Leukocytes contribute to myocardial damage during ischemia and reperfusion. However, the mechanism involved has not been clearly elucidated. The purpose of the present study was to determine whether leukocyte-induced myocardial damage is flow mediated. In open-chest dogs submitted to 2 hours of ischemia, area at risk, infarct size, and regional myocardial blood flow before, during, and after ischemia were measured. Leukopenia was induced by a two-step method (chemotherapy and antineutrophil serum) in a group of 14 dogs as compared to a control group of 18 dogs. The relation of infarct size to the major determinants of infarct size was analyzed by uni- and multilinear regressions. Seven control dogs had ventricular fibrillation at reperfusion compared to one dog with leukopenia. In the group with leukopenia the mean infarct size was smaller (31.1 +/- 5.8% of area at risk) than in the control group (47.7 +/- 2.9, p = 0.02). In addition, the two multiple linear regression equations were significantly different (p = 0.01). Myocardial blood flow to the central ischemic zone did not change significantly between 20 and 120 minutes of ischemia in the control dogs (n = 12; subendocardial = 0.08 +/- 0.03 vs 0.07 +/- 0.03 ml/min/gm; subepicardial = 0.20 +/- 0.07 vs 0.20 +/- 0.05 ml/min/gm) and in the dogs with leukopenia (n = 12; 0.07 +/- 0.02 vs 0.07 +/- 0.02 ml/min/gm and 0.15 +/- 0.004 vs 0.18 +/- 0.04 ml/min/gm).
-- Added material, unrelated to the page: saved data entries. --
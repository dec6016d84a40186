//! The `Submission` model: the immutable artifact materialized at
//! finalization time, and the narrower views other crates need of it.

use chrono::{DateTime, Utc};
use serde::{Deserialize, Serialize};

/// A snapshot of one attachment's integrity data as recorded at finalize
/// time, embedded in the submission artifact so the binding survives even
/// if the underlying file record is later administratively removed.
#[derive(Debug, Clone, Serialize, Deserialize)]
pub struct AttachmentSnapshot {
    /// The file id referenced from the submission body.
    pub file_id: String,
    /// The authoritative hash recorded by the File Service at upload time.
    pub sha256: String,
    /// Media type as recorded by the File Service.
    pub media_type: String,
    /// Size in bytes as recorded by the File Service.
    pub size_bytes: u64,
}

/// A snapshot of the submitting principal, embedded for provenance.
#[derive(Debug, Clone, Serialize, Deserialize)]
pub struct PrincipalSnapshot {
    /// Stable subject identifier.
    pub subject: String,
    /// Display username (also embedded in the object key).
    pub username: String,
    /// Group memberships at submission time, used to evaluate `view:group`
    /// against this submission without a live lookup.
    pub groups: Vec<String>,
}

/// An immutable, finalized submission (§3 "Submission (ELN)").
///
/// Once materialized, every field is fixed; there is no server-side
/// mutation path for a published submission.
#[derive(Debug, Clone, Serialize, Deserialize)]
pub struct Submission {
    /// The SOP this submission was validated against.
    pub sop_id: String,
    /// The exact SOP version pinned at submission time.
    pub sop_version: String,
    /// Opaque identifier; equal to `object_key` since the key is already
    /// guaranteed unique and content-derived.
    pub submission_id: String,
    /// Snapshot of the principal that submitted this record.
    pub principal: PrincipalSnapshot,
    /// When this submission was finalized.
    pub submitted_at: DateTime<Utc>,
    /// The canonical, SOP-validated field assignment.
    pub body: serde_json::Value,
    /// Attachment integrity snapshots, in the order referenced from `body`.
    pub attachments: Vec<AttachmentSnapshot>,
    /// The deterministically derived, backend-relative object key.
    pub object_key: String,
    /// `sha256` of the artifact's own canonical bytes (every field above,
    /// self-descriptive once embedded).
    pub checksum: String,
}

impl claire_rbac::SubmissionView for Submission {
    fn submitter(&self) -> &str {
        &self.principal.username
    }

    fn submitter_subject(&self) -> &str {
        &self.principal.subject
    }

    fn submitter_groups(&self) -> &[String] {
        &self.principal.groups
    }
}

/// The idempotency record written alongside a finalized submission, letting
/// a retried request with the same `idempotency_key` converge to the
/// original result instead of writing a duplicate artifact.
#[derive(Debug, Clone, Serialize, Deserialize)]
pub struct IdempotencyRecord {
    /// The object key of the submission this idempotency key resolved to.
    pub object_key: String,
    /// The submission id (identical to `object_key`).
    pub submission_id: String,
    /// When the original submission was finalized.
    pub submitted_at: DateTime<Utc>,
}
//! The `AuthProvider` trait implemented by both backends.

use async_trait::async_trait;
use claire_core::Principal;

use crate::error::AuthError;

/// A verified token pair plus the principal it resolves to, returned by
/// `authenticate` and `refresh`.
#[derive(Debug, Clone)]
pub struct Session {
    /// Short-lived access token.
    pub token: String,
    /// Longer-lived token used to mint a new [`Session`] without
    /// re-presenting credentials.
    pub refresh_token: String,
    /// The principal the access token resolves to.
    pub principal: Principal,
}

/// Verifies bearer tokens and, where supported, issues them.
///
/// `CognitoProvider` and `JwtProvider` both implement this; the HTTP surface
/// depends only on the trait, never on a concrete provider.
#[async_trait]
pub trait AuthProvider: std::fmt::Debug + Send + Sync {
    /// Verify a bearer token and resolve it to a principal.
    ///
    /// # Errors
    /// Returns [`AuthError::Invalid`] or [`AuthError::Expired`] on a
    /// malformed, unsigned, or expired token.
    async fn verify(&self, token: &str) -> Result<Principal, AuthError>;

    /// Exchange a username/password pair for a new session.
    ///
    /// # Errors
    /// Returns [`AuthError::NotSupported`] for providers that delegate login
    /// to a hosted flow, or [`AuthError::InvalidCredentials`] on mismatch.
    async fn authenticate(&self, username: &str, password: &str) -> Result<Session, AuthError>;

    /// Exchange a refresh token for a new session.
    ///
    /// # Errors
    /// Returns [`AuthError::NotSupported`] for providers that delegate login
    /// to a hosted flow, or [`AuthError::InvalidCredentials`] if the refresh
    /// token is unknown or revoked.
    async fn refresh(&self, refresh_token: &str) -> Result<Session, AuthError>;
}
A similar reduction in myocardial blood flow was observed after 6 hours of reperfusion in the control dogs (0.34 +/- 0.07 ml/min/gm vs 1.02 +/- 0.11 at baseline, p less than 0.01) and in the dogs with leukopenia (0.25 +/- 0.04 vs 0.81 +/- 0.08 ml/min/gm, p less than 0.01). It was concluded that the leukocyte-dependent myocardial injury did not appear to be mediated through a flow mechanism during either ischemia or reperfusion.